→ **Task brief**: The required output consists solely of the lines from the top of the listing through the line containing "let raw = serde_json::from_slice::<serde_json::Value>(&body)", transcribed exactly.
▬▬▬▬▬▬
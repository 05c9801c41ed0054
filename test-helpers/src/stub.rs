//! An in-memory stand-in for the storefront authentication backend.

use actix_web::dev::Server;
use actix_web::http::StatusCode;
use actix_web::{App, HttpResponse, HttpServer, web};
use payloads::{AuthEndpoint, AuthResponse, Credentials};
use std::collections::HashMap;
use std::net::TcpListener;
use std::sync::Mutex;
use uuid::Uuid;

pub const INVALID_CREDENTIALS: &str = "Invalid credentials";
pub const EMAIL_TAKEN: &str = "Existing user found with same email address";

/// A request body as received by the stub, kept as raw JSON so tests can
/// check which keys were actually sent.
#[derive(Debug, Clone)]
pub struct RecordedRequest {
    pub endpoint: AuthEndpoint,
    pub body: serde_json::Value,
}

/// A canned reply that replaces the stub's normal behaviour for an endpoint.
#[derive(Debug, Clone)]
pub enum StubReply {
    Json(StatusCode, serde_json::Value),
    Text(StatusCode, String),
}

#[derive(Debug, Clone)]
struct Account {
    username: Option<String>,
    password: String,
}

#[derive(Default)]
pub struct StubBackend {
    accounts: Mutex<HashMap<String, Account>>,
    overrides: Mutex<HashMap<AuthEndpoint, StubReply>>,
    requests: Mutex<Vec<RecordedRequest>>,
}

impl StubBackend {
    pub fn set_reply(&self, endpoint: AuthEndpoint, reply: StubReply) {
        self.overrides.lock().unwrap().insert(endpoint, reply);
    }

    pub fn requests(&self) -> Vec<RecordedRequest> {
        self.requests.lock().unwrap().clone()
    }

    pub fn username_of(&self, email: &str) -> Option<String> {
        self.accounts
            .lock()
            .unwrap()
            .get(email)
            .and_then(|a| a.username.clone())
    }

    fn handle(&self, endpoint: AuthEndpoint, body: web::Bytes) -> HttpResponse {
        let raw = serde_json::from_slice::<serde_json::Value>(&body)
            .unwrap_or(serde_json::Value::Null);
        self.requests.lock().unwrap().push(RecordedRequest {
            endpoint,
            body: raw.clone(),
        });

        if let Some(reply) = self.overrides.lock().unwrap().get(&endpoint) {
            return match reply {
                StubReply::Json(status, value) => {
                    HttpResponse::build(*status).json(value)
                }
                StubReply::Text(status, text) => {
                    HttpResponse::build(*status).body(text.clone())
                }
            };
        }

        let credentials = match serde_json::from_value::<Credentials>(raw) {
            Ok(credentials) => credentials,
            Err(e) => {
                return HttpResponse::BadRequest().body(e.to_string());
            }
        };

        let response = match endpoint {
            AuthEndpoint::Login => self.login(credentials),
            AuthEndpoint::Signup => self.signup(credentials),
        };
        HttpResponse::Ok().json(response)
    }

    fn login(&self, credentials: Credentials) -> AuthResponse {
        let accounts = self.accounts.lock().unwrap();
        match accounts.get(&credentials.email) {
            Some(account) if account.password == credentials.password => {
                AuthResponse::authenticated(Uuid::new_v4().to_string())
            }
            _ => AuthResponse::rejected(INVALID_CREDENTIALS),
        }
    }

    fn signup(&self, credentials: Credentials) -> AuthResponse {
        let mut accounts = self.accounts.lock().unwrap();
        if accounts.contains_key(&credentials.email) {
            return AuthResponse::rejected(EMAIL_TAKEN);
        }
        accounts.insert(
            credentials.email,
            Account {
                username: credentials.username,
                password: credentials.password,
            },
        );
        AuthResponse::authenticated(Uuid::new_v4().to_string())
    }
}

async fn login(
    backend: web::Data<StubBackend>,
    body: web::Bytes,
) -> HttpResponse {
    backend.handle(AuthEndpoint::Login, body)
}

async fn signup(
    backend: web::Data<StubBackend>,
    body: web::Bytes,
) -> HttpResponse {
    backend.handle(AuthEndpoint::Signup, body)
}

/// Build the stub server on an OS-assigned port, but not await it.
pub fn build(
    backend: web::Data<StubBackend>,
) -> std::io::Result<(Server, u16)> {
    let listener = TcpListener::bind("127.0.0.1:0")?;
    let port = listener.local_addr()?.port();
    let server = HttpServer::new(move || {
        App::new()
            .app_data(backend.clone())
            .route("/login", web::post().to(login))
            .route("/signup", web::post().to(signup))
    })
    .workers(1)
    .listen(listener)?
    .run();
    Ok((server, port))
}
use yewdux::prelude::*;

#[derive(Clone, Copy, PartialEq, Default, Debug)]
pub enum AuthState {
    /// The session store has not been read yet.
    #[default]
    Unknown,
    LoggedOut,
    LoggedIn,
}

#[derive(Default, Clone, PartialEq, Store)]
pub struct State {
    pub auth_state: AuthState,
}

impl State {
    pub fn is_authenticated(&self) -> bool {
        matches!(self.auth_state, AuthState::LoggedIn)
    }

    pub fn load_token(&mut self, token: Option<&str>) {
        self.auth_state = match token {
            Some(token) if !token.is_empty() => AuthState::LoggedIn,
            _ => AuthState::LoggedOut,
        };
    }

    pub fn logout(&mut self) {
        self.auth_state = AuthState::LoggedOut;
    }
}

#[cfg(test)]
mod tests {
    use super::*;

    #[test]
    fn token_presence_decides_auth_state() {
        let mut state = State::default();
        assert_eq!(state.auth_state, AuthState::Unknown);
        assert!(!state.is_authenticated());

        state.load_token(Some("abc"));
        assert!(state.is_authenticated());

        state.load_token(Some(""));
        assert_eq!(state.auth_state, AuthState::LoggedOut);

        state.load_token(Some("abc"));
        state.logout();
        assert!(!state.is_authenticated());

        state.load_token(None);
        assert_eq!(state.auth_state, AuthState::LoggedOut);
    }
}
▬▬▬▬▬▬
→ **Task output**:
repository 05c9801c41ed0054
filename test-helpers/src/stub.rs
//! An in-memory stand-in for the storefront authentication backend.

use actix_web::dev::Server;
use actix_web::http::StatusCode;
use actix_web::{App, HttpResponse, HttpServer, web};
use payloads::{AuthEndpoint, AuthResponse, Credentials};
use std::collections::HashMap;
use std::net::TcpListener;
use std::sync::Mutex;
use uuid::Uuid;

pub const INVALID_CREDENTIALS: &str = "Invalid credentials";
pub const EMAIL_TAKEN: &str = "Existing user found with same email address";

/// A request body as received by the stub, kept as raw JSON so tests can
/// check which keys were actually sent.
#[derive(Debug, Clone)]
pub struct RecordedRequest {
    pub endpoint: AuthEndpoint,
    pub body: serde_json::Value,
}

/// A canned reply that replaces the stub's normal behaviour for an endpoint.
#[derive(Debug, Clone)]
pub enum StubReply {
    Json(StatusCode, serde_json::Value),
    Text(StatusCode, String),
}

#[derive(Debug, Clone)]
struct Account {
    username: Option<String>,
    password: String,
}

#[derive(Default)]
pub struct StubBackend {
    accounts: Mutex<HashMap<String, Account>>,
    overrides: Mutex<HashMap<AuthEndpoint, StubReply>>,
    requests: Mutex<Vec<RecordedRequest>>,
}

impl StubBackend {
    pub fn set_reply(&self, endpoint: AuthEndpoint, reply: StubReply) {
        self.overrides.lock().unwrap().insert(endpoint, reply);
    }

    pub fn requests(&self) -> Vec<RecordedRequest> {
        self.requests.lock().unwrap().clone()
    }

    pub fn username_of(&self, email: &str) -> Option<String> {
        self.accounts
            .lock()
            .unwrap()
            .get(email)
            .and_then(|a| a.username.clone())
    }

    fn handle(&self, endpoint: AuthEndpoint, body: web::Bytes) -> HttpResponse {
        let raw = serde_json::from_slice::<serde_json::Value>(&body)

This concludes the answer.